BGMEA president Siddiqur Rahman claimed that only 3,600 factories produced garments for the international market and buyers did not allow any illegal sub-contracting. He declared that the BGMEA “will not take the responsibility of the non-member factories,” which was a tacit admission of the widespread abuses.

In reality, the garment sector earned its highest-ever export earnings in 2015, precisely because of this low-cost regime. For all the false “sympathy” expressed by Western governments and international retail giants after the Rana Plaza debacle, what attracts them to Bangladesh is its cheap labour.

According to Bangladesh’s Export Promotion Bureau, between January and November 2015 garment exports raked in $26.26 billion, more than $2 billion higher than for the whole of 2014. This was despite adverse currency shifts, which cut income by an estimated $3 billion.

The employers hope the situation will be even better in 2016, aided by a cleaned-up public relations image. The BGMEA’s Siddiqur Rahman said that “2016 will be better than 2015 as all the factories have already been inspected and are safer now.”

With more Chinese factories exiting the garment sector due to relatively high labour costs, Bangladesh is seeking to become the globe’s largest apparel exporter. For this to happen, the Daily Star called for the “restoration of international retailers’ confidence in the structural soundness of Bangladeshi garment factories.”
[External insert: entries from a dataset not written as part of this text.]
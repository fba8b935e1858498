use std::fmt;

use futures::lock::Mutex;
use serenity::model::id::UserId;
use serenity::model::permissions::Permissions;
use serenity::prelude::GatewayIntents;
use tokio::sync::oneshot;

/// Maximum number of messages serenity keeps per channel
pub const MESSAGE_CACHE_SIZE: usize = 200;

/// Startup progress
#[derive(Debug, Clone, Copy, PartialEq, Eq)]
pub enum Stage {
    Unconfigured,
    Configured,
    ClientBuilt,
    ListenersRegistered,
    Authenticated,
    Serving,
    Aborted,
}

impl fmt::Display for Stage {
    fn fmt(&self, f: &mut fmt::Formatter<'_>) -> fmt::Result {
        fmt::Debug::fmt(self, f)
    }
}

/// Tracks and logs startup transitions
#[derive(Debug)]
pub struct Sequencer {
    stage: Stage,
}

impl Default for Sequencer {
    fn default() -> Self {
        Self {
            stage: Stage::Unconfigured,
        }
    }
}

impl Sequencer {
    pub fn stage(&self) -> Stage {
        self.stage
    }

    /// Moves to the next stage; stages only move forward and `Aborted` is final
    pub fn advance(&mut self, next: Stage) -> bool {
        let allowed = matches!(
            (self.stage, next),
            (Stage::Unconfigured, Stage::Configured)
                | (Stage::Configured, Stage::ClientBuilt)
                | (Stage::ClientBuilt, Stage::ListenersRegistered)
                | (Stage::ListenersRegistered, Stage::Authenticated)
                | (Stage::Authenticated, Stage::Serving)
        ) || (next == Stage::Aborted && self.stage != Stage::Aborted);

        if allowed {
            log::debug!("startup: {} -> {}", self.stage, next);
            self.stage = next;
        } else {
            log::warn!("startup: refusing {} -> {}", self.stage, next);
        }
        allowed
    }
}

/// Tells startup about the first `ready` event
pub struct ReadySignal {
    tx: Mutex<Option<oneshot::Sender<()>>>,
}

impl ReadySignal {
    pub fn new() -> (ReadySignal, oneshot::Receiver<()>) {
        let (tx, rx) = oneshot::channel();
        let signal = ReadySignal {
            tx: Mutex::new(Some(tx)),
        };
        (signal, rx)
    }

    /// `true` only for the first call
    pub async fn fire(&self) -> bool {
        match self.tx.lock().await.take() {
            Some(tx) => {
                // startup may have given up waiting already
                let _ = tx.send(());
                true
            }
            None => false,
        }
    }
}

/// Gateway events the bot subscribes to
pub fn gateway_intents() -> GatewayIntents {
    GatewayIntents::GUILDS
        | GatewayIntents::GUILD_MESSAGES
        | GatewayIntents::MESSAGE_CONTENT
        | GatewayIntents::DIRECT_MESSAGES
        | GatewayIntents::GUILD_MEMBERS
        | GatewayIntents::GUILD_PRESENCES
        | GatewayIntents::GUILD_MESSAGE_REACTIONS
        | GatewayIntents::GUILD_BANS
        | GatewayIntents::GUILD_EMOJIS_AND_STICKERS
}

/// Permissions requested by the invite link
pub fn invite_permissions() -> Permissions {
    Permissions::ADD_REACTIONS
        | Permissions::VIEW_CHANNEL
        | Permissions::BAN_MEMBERS
        | Permissions::KICK_MEMBERS
        | Permissions::CREATE_PUBLIC_THREADS
        | Permissions::CREATE_PRIVATE_THREADS
        | Permissions::EMBED_LINKS
        | Permissions::MANAGE_CHANNELS
        | Permissions::MANAGE_ROLES
        | Permissions::MODERATE_MEMBERS
        | Permissions::MENTION_EVERYONE
        | Permissions::MUTE_MEMBERS
        | Permissions::SEND_MESSAGES
        | Permissions::SEND_MESSAGES_IN_THREADS
        | Permissions::READ_MESSAGE_HISTORY
}

/// OAuth2 URL adding the bot to a guild
pub fn invite_url(application_id: UserId, permissions: Permissions) -> String {
    format!(
        "https://discord.com/api/oauth2/authorize?client_id={}&permissions={}&scope=bot",
        application_id,
        permissions.bits()
    )
}

#[cfg(test)]
mod tests {
    use super::*;

    #[test]
    fn stages_move_in_order() {
        let mut seq = Sequencer::default();
        for stage in [
            Stage::Configured,
            Stage::ClientBuilt,
            Stage::ListenersRegistered,
            Stage::Authenticated,
            Stage::Serving,
        ] {
            assert!(seq.advance(stage));
        }
        assert_eq!(seq.stage(), Stage::Serving);
    }

    #[test]
    fn authentication_needs_configuration_first() {
        let mut seq = Sequencer::default();
        assert!(!seq.advance(Stage::Authenticated));
        assert!(!seq.advance(Stage::Serving));
        assert_eq!(seq.stage(), Stage::Unconfigured);
    }

    #[test]
    fn aborted_is_final() {
        let mut seq = Sequencer::default();
        assert!(seq.advance(Stage::Aborted));
        assert!(!seq.advance(Stage::Configured));
        assert!(!seq.advance(Stage::Aborted));
        assert_eq!(seq.stage(), Stage::Aborted);
    }

    #[test]
    fn invite_url_carries_permissions() {
        let permissions = Permissions::SEND_MESSAGES | Permissions::VIEW_CHANNEL;
        assert_eq!(
            invite_url(UserId(1234), permissions),
            format!(
                "https://discord.com/api/oauth2/authorize?client_id=1234&permissions={}&scope=bot",
                (1u64 << 11) | (1u64 << 10)
            )
        );
    }

    #[test]
    fn invite_permissions_cover_moderation() {
        let permissions = invite_permissions();
        assert!(permissions.contains(Permissions::BAN_MEMBERS | Permissions::MODERATE_MEMBERS));
        assert!(!permissions.contains(Permissions::ADMINISTRATOR));
    }

    #[tokio::test]
    async fn ready_fires_once() {
        let (signal, rx) = ReadySignal::new();
        assert!(signal.fire().await);
        assert!(!signal.fire().await);
        assert!(rx.await.is_ok());
    }

    #[tokio::test]
    async fn ready_tolerates_a_dropped_receiver() {
        let (signal, rx) = ReadySignal::new();
        drop(rx);
        assert!(signal.fire().await);
    }
}
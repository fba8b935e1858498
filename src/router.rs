/// Name of the text channel the chat bot lives in
pub const CHAT_CHANNEL_NAME: &str = "chatbot";

/// Slash commands the bot answers
#[derive(Debug, Clone, Copy, PartialEq, Eq)]
pub enum CommandRoute {
    Ping,
    Say,
    Presence,
    Bottom,
    UwuRandom,
    FrenAdd,
}

impl CommandRoute {
    /// Every slash command, in registration order
    pub const ALL: [CommandRoute; 6] = [
        CommandRoute::Ping,
        CommandRoute::Say,
        CommandRoute::Presence,
        CommandRoute::Bottom,
        CommandRoute::UwuRandom,
        CommandRoute::FrenAdd,
    ];

    /// Resolves a command name and its subcommand; unknown pairs resolve to nothing
    pub fn resolve(name: &str, subcommand: Option<&str>) -> Option<CommandRoute> {
        match (name, subcommand) {
            ("ping", _) => Some(CommandRoute::Ping),
            ("say", _) => Some(CommandRoute::Say),
            ("presence", _) => Some(CommandRoute::Presence),
            ("bottom", _) => Some(CommandRoute::Bottom),
            ("uwurandom", _) => Some(CommandRoute::UwuRandom),
            ("fren", Some("add")) => Some(CommandRoute::FrenAdd),
            _ => None,
        }
    }

    /// Top level command name
    pub fn name(self) -> &'static str {
        match self {
            CommandRoute::Ping => "ping",
            CommandRoute::Say => "say",
            CommandRoute::Presence => "presence",
            CommandRoute::Bottom => "bottom",
            CommandRoute::UwuRandom => "uwurandom",
            CommandRoute::FrenAdd => "fren",
        }
    }
}

/// Message context menu commands
#[derive(Debug, Clone, Copy, PartialEq, Eq)]
pub enum ContextMenuRoute {
    Translate,
}

impl ContextMenuRoute {
    pub fn resolve(name: &str) -> Option<ContextMenuRoute> {
        match name {
            "Translate" => Some(ContextMenuRoute::Translate),
            _ => None,
        }
    }

    pub fn name(self) -> &'static str {
        match self {
            ContextMenuRoute::Translate => "Translate",
        }
    }
}

/// Where a message was posted
#[derive(Debug, Clone, PartialEq, Eq)]
pub enum ChannelKind {
    /// Guild text channel with its name
    GuildText(String),
    /// Direct message with the bot
    Direct,
    /// Threads, voice text, news and anything else
    Other,
}

/// What the message listeners look at
#[derive(Debug, Clone, PartialEq, Eq)]
pub struct MessageFacts {
    pub channel: ChannelKind,
    pub is_bot: bool,
    pub is_webhook: bool,
}

/// Chat listener: `#chatbot`, ignoring bots unless they post through a webhook
pub fn routes_to_chat(facts: &MessageFacts) -> bool {
    let ChannelKind::GuildText(name) = &facts.channel else {
        return false;
    };
    if name != CHAT_CHANNEL_NAME {
        return false;
    }
    !facts.is_bot || facts.is_webhook
}

/// DM listener: direct messages only
pub fn routes_to_dm_log(facts: &MessageFacts) -> bool {
    facts.channel == ChannelKind::Direct
}

/// Message listeners, evaluated independently for every message
#[derive(Debug, Clone, Copy, PartialEq, Eq)]
pub enum MessageRoute {
    Chat,
    DirectMessage,
}

impl MessageRoute {
    /// Listener order
    pub const ALL: [MessageRoute; 2] = [MessageRoute::Chat, MessageRoute::DirectMessage];

    pub fn matches(self, facts: &MessageFacts) -> bool {
        match self {
            MessageRoute::Chat => routes_to_chat(facts),
            MessageRoute::DirectMessage => routes_to_dm_log(facts),
        }
    }

    /// Listeners accepting the message
    pub fn matching(facts: &MessageFacts) -> Vec<MessageRoute> {
        Self::ALL
            .into_iter()
            .filter(|route| route.matches(facts))
            .collect()
    }
}

#[cfg(test)]
mod tests {
    use super::*;

    fn facts(channel: ChannelKind, is_bot: bool, is_webhook: bool) -> MessageFacts {
        MessageFacts {
            channel,
            is_bot,
            is_webhook,
        }
    }

    #[test]
    fn ping_resolves_to_ping_only() {
        assert_eq!(CommandRoute::resolve("ping", None), Some(CommandRoute::Ping));
    }

    #[test]
    fn unknown_command_resolves_to_nothing() {
        assert_eq!(CommandRoute::resolve("unknown", None), None);
        assert_eq!(ContextMenuRoute::resolve("unknown"), None);
        assert_eq!(ContextMenuRoute::resolve("translate"), None);
    }

    #[test]
    fn fren_needs_the_add_subcommand() {
        assert_eq!(
            CommandRoute::resolve("fren", Some("add")),
            Some(CommandRoute::FrenAdd)
        );
        assert_eq!(CommandRoute::resolve("fren", Some("remove")), None);
        assert_eq!(CommandRoute::resolve("fren", None), None);
    }

    #[test]
    fn names_round_trip() {
        for route in CommandRoute::ALL {
            let sub = (route == CommandRoute::FrenAdd).then_some("add");
            assert_eq!(CommandRoute::resolve(route.name(), sub), Some(route));
        }
        assert_eq!(
            ContextMenuRoute::resolve(ContextMenuRoute::Translate.name()),
            Some(ContextMenuRoute::Translate)
        );
    }

    #[test]
    fn chatbot_message_goes_to_chat_only() {
        let facts = facts(ChannelKind::GuildText("chatbot".into()), false, false);
        assert_eq!(MessageRoute::matching(&facts), vec![MessageRoute::Chat]);
    }

    #[test]
    fn direct_message_goes_to_dm_log_only() {
        let facts = facts(ChannelKind::Direct, false, false);
        assert_eq!(
            MessageRoute::matching(&facts),
            vec![MessageRoute::DirectMessage]
        );
    }

    #[test]
    fn bots_are_ignored_unless_webhook() {
        let bot = facts(ChannelKind::GuildText("chatbot".into()), true, false);
        let webhook = facts(ChannelKind::GuildText("chatbot".into()), true, true);
        assert!(!routes_to_chat(&bot));
        assert!(routes_to_chat(&webhook));
    }

    #[test]
    fn other_channels_match_nothing() {
        let general = facts(ChannelKind::GuildText("general".into()), false, false);
        let thread = facts(ChannelKind::Other, false, false);
        assert!(MessageRoute::matching(&general).is_empty());
        assert!(MessageRoute::matching(&thread).is_empty());
    }
}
Though 60 percent of their exports currently go to Europe, Bangladeshi apparel exporters hope to expand their market shares in countries like Australia, Japan, Brazil and even China. With the scheduled signing of the US-dominated Trans-Pacific Partnership this year, however, Bangladesh’s main competitor, Vietnam, will gain over Dhaka in the US market. This will only increase the pressure on the garment workers.